Data excerpts:
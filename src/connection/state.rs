//! Socket ready states, mirroring the DOM `WebSocket.readyState` ordinals.

/// Ready state of an underlying socket, or of the reconnecting handle as a whole.
#[derive(Debug, Clone, Copy, PartialEq, Eq, PartialOrd, Ord, Hash, Default)]
pub enum ReadyState {
    /// Connection is being established (handshake in progress).
    #[default]
    Connecting = 0,
    /// Connection is open and ready for data transfer.
    Open = 1,
    /// Close handshake initiated, waiting for peer's close frame.
    Closing = 2,
    /// Connection is fully closed.
    Closed = 3,
}

impl ReadyState {
    /// Numeric ordinal as exposed by browser sockets.
    #[must_use]
    #[inline]
    pub const fn as_u8(self) -> u8 {
        self as u8
    }

    /// Parse a numeric ordinal.
    #[must_use]
    pub const fn from_u8(value: u8) -> Option<Self> {
        match value {
            0 => Some(ReadyState::Connecting),
            1 => Some(ReadyState::Open),
            2 => Some(ReadyState::Closing),
            3 => Some(ReadyState::Closed),
            _ => None,
        }
    }

    /// Returns `true` for `Connecting`, `Open`, or `Closing` states.
    #[must_use]
    #[inline]
    pub const fn is_active(&self) -> bool {
        !matches!(self, ReadyState::Closed)
    }

    /// Returns `true` only for `Open` state.
    #[must_use]
    #[inline]
    pub const fn can_send(&self) -> bool {
        matches!(self, ReadyState::Open)
    }
}

impl std::fmt::Display for ReadyState {
    fn fmt(&self, f: &mut std::fmt::Formatter<'_>) -> std::fmt::Result {
        match self {
            ReadyState::Connecting => write!(f, "Connecting"),
            ReadyState::Open => write!(f, "Open"),
            ReadyState::Closing => write!(f, "Closing"),
            ReadyState::Closed => write!(f, "Closed"),
        }
    }
}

Problem to solve
When you reach the line that contains "impl std::fmt::Display for", stop; that line and every line before it, from the very first line of the data, should be restated word for word.

Output for this exercise
filename src/connection/state.rs
//! Socket ready states, mirroring the DOM `WebSocket.readyState` ordinals.

/// Ready state of an underlying socket, or of the reconnecting handle as a whole.
#[derive(Debug, Clone, Copy, PartialEq, Eq, PartialOrd, Ord, Hash, Default)]
pub enum ReadyState {
    /// Connection is being established (handshake in progress).
    #[default]
    Connecting = 0,
    /// Connection is open and ready for data transfer.
    Open = 1,
    /// Close handshake initiated, waiting for peer's close frame.
    Closing = 2,
    /// Connection is fully closed.
    Closed = 3,
}

impl ReadyState {
    /// Numeric ordinal as exposed by browser sockets.
    #[must_use]
    #[inline]
    pub const fn as_u8(self) -> u8 {
        self as u8
    }

    /// Parse a numeric ordinal.
    #[must_use]
    pub const fn from_u8(value: u8) -> Option<Self> {
        match value {
            0 => Some(ReadyState::Connecting),
            1 => Some(ReadyState::Open),
            2 => Some(ReadyState::Closing),
            3 => Some(ReadyState::Closed),
            _ => None,
        }
    }

    /// Returns `true` for `Connecting`, `Open`, or `Closing` states.
    #[must_use]
    #[inline]
    pub const fn is_active(&self) -> bool {
        !matches!(self, ReadyState::Closed)
    }

    /// Returns `true` only for `Open` state.
    #[must_use]
    #[inline]
    pub const fn can_send(&self) -> bool {
        matches!(self, ReadyState::Open)
    }
}

impl std::fmt::Display for ReadyState {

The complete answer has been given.